| How to complete this task |
Find every line below that contains the word "match" and copy it out.

| Collected data entries |
● ● ● ●

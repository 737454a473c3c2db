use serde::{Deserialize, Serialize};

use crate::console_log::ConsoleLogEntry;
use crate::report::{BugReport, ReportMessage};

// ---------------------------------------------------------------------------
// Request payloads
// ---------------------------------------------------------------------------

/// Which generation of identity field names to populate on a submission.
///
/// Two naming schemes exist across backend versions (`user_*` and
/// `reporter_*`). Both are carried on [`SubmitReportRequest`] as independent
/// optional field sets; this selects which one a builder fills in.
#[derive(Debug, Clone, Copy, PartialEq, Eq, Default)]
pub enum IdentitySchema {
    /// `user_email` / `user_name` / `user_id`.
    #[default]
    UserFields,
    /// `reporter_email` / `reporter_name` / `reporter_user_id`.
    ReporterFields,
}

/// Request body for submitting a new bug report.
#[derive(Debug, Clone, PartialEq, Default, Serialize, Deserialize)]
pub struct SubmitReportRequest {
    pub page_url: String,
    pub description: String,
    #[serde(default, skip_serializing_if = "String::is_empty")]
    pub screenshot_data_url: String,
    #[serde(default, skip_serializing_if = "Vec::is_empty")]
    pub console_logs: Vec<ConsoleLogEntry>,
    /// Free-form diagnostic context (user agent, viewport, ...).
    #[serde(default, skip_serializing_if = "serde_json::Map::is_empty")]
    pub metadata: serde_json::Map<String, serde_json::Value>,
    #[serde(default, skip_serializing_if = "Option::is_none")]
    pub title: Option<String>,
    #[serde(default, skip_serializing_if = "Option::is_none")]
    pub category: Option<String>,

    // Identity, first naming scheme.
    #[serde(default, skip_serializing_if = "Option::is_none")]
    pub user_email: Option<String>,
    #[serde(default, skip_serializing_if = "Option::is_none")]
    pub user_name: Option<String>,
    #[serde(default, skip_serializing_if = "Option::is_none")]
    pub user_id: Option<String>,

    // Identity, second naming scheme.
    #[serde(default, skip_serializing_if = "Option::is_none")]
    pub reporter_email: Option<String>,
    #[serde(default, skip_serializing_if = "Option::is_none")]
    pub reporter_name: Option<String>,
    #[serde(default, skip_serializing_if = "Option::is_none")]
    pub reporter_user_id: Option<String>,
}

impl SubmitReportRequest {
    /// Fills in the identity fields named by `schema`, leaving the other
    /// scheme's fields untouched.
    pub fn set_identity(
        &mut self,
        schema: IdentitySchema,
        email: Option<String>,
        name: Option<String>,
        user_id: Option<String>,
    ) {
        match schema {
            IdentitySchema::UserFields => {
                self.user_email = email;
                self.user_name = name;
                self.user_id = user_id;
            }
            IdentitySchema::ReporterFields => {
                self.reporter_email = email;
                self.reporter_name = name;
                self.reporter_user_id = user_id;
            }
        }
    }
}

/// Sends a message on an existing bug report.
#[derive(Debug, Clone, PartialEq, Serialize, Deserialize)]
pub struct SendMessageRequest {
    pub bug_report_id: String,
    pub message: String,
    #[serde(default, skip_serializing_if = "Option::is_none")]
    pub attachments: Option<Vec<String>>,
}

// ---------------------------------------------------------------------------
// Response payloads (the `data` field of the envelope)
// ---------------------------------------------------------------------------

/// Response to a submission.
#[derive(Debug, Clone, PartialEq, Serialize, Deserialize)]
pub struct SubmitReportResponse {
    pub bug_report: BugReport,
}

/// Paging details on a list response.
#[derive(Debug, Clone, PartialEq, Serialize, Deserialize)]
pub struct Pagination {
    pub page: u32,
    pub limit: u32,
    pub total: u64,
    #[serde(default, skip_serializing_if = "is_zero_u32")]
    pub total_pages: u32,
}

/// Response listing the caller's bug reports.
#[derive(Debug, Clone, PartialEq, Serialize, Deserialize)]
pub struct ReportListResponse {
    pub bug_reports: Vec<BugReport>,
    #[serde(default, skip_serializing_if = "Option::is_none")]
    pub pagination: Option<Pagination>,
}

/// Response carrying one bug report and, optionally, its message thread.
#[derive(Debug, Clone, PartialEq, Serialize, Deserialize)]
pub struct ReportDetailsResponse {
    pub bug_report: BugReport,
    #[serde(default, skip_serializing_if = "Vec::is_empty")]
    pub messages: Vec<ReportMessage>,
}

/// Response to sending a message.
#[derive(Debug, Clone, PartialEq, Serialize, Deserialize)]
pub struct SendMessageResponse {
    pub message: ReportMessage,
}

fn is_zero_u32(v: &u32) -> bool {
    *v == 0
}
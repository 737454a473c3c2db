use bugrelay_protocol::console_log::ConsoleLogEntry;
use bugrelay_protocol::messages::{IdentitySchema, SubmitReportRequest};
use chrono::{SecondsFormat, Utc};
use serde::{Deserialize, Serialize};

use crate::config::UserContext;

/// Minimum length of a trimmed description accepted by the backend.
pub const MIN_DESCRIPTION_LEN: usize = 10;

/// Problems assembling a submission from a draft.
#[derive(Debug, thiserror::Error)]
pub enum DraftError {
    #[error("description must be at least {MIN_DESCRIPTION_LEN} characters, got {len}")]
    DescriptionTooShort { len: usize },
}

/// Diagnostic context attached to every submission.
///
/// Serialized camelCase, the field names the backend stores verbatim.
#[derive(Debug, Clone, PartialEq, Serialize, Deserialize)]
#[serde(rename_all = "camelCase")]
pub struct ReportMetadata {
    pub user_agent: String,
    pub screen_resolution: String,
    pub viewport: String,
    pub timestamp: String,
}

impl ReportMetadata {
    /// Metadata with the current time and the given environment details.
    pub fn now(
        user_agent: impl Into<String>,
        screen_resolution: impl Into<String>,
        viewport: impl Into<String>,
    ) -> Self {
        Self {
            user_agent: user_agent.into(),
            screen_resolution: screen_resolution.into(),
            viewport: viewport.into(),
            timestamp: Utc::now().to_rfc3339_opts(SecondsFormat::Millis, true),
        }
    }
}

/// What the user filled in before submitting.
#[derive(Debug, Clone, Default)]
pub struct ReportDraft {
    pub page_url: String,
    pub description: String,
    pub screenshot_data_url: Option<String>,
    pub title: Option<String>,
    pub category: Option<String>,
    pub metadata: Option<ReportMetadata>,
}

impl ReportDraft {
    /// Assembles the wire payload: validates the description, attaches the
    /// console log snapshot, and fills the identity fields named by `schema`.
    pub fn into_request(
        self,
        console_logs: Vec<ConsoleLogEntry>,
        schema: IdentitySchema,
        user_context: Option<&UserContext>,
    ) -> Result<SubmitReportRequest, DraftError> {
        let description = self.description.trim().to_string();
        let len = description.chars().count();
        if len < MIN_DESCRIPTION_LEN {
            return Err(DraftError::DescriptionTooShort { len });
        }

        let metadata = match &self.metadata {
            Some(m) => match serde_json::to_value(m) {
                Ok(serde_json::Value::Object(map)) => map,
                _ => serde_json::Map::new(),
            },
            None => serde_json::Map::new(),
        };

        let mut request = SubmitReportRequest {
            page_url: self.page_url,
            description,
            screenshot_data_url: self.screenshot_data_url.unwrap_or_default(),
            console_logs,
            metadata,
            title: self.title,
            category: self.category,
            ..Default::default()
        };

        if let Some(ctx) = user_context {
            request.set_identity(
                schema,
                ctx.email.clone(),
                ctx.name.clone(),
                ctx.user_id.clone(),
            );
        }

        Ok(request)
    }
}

● ● ● ●

| Problem solution |
        match schema {
        let metadata = match &self.metadata {
            Some(m) => match serde_json::to_value(m) {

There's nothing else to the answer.